Anche Crozza parla dell’acqua di Gela, ma la petizione é rimasta a 3500 firme

Mentre la petizione popolare on line Acqua. Gela come Messina: da sempre” é arrivata a poco più di 3500 firme, la qualitá e la quantità del liquido che esce dai nostri rubinetto continua a far discutere. Giorgia Turco, che assieme a Paola Giudice, Vincenzo Scichilone e Paola a Turco ha lanciato la petizione su Charge.org, ha messo in evidenza che anche il  giornalista Maurizio Ctozza su La7 ha parlato,  lo scorso 13 novembre,  dei disagi idrici di Gela. A parte la non novitá di interi quartieri che a turno continuano rimanere  a secco, anche il colore giallognolo non accenna a sparire, costringendo i cittadini gelesi sempre  a far ricorso all’acqua comprata, per cucinare e a volte anche per lavarsi. Ciò ha spinto i quattro professionisti gelesi a rivolgersi al presidente Mattarella, ma anche a Rosario, non solo Crocetta, ma anche al siciliano Fiorello.  La distribuzione idrica continua presenta ai cittadini bollette salatissime, e da molti mesi ha iniziato a sigillare sistematicamente i contatori, dato che la percentuale di morosità è arrivata al 30 per cento. I media nazionali si sono occupati del “caso Gela”, dopo il lancio della petizione, ma nonostante ciò, dopo i  primi giorni  in cui in cui i cittadini  gelesi sono accorsi a firmare, nell’ultima settimana sembra che la quota sia rimasta a 3500. Eppure Gela conta 70 mila abitanti e tutti giornalmente ci lamentiamo per la situazione esasperante.
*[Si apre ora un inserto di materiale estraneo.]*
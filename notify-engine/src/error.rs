//! Application-wide error types.

use thiserror::Error;

/// Application-wide result type.
pub type Result<T> = std::result::Result<T, Error>;

/// Application-wide error type.
#[derive(Error, Debug)]
pub enum Error {
    #[error("Database error: {0}")]
    DatabaseSqlx(#[from] sqlx::Error),

    #[error("Migration error: {0}")]
    Migration(#[from] sqlx::migrate::MigrateError),

    #[error("Serialization error: {0}")]
    Serialization(#[from] serde_json::Error),

    #[error("Invalid state transition: cannot transition from {from} to {to}")]
    InvalidStateTransition { from: String, to: String },

    #[error("Entity not found: {entity_type} with id {id}")]
    NotFound { entity_type: String, id: String },

    #[error("Validation error: {0}")]
    Validation(String),

    #[error("Configuration error: {0}")]
    Configuration(String),

    #[error("Dispatch failed: {0}")]
    Dispatch(String),

    #[error("IO error: {0}")]
    Io(#[from] std::io::Error),

    #[error("{0}")]
    Other(String),
}

impl Error {
    pub fn not_found(entity_type: impl Into<String>, id: impl Into<String>) -> Self {
        Self::NotFound {
            entity_type: entity_type.into(),
            id: id.into(),
        }
    }

    pub fn validation(msg: impl Into<String>) -> Self {
        Self::Validation(msg.into())
    }

    pub fn config(msg: impl Into<String>) -> Self {
        Self::Configuration(msg.into())
    }

    pub fn dispatch(msg: impl Into<String>) -> Self {
        Self::Dispatch(msg.into())
    }
}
Di recente la Giunta ha firmato una delibera di passaggio al gestire pubblico dell’acqua, visto i disagi avuti con la società spagnola  Caltaqua. Giovedì prossimo si terrà il consiglio straordinario monotematico per discutere di tale passaggio. Intanto la petizione ha ancora bisogno di firme, sostegno e attenzione.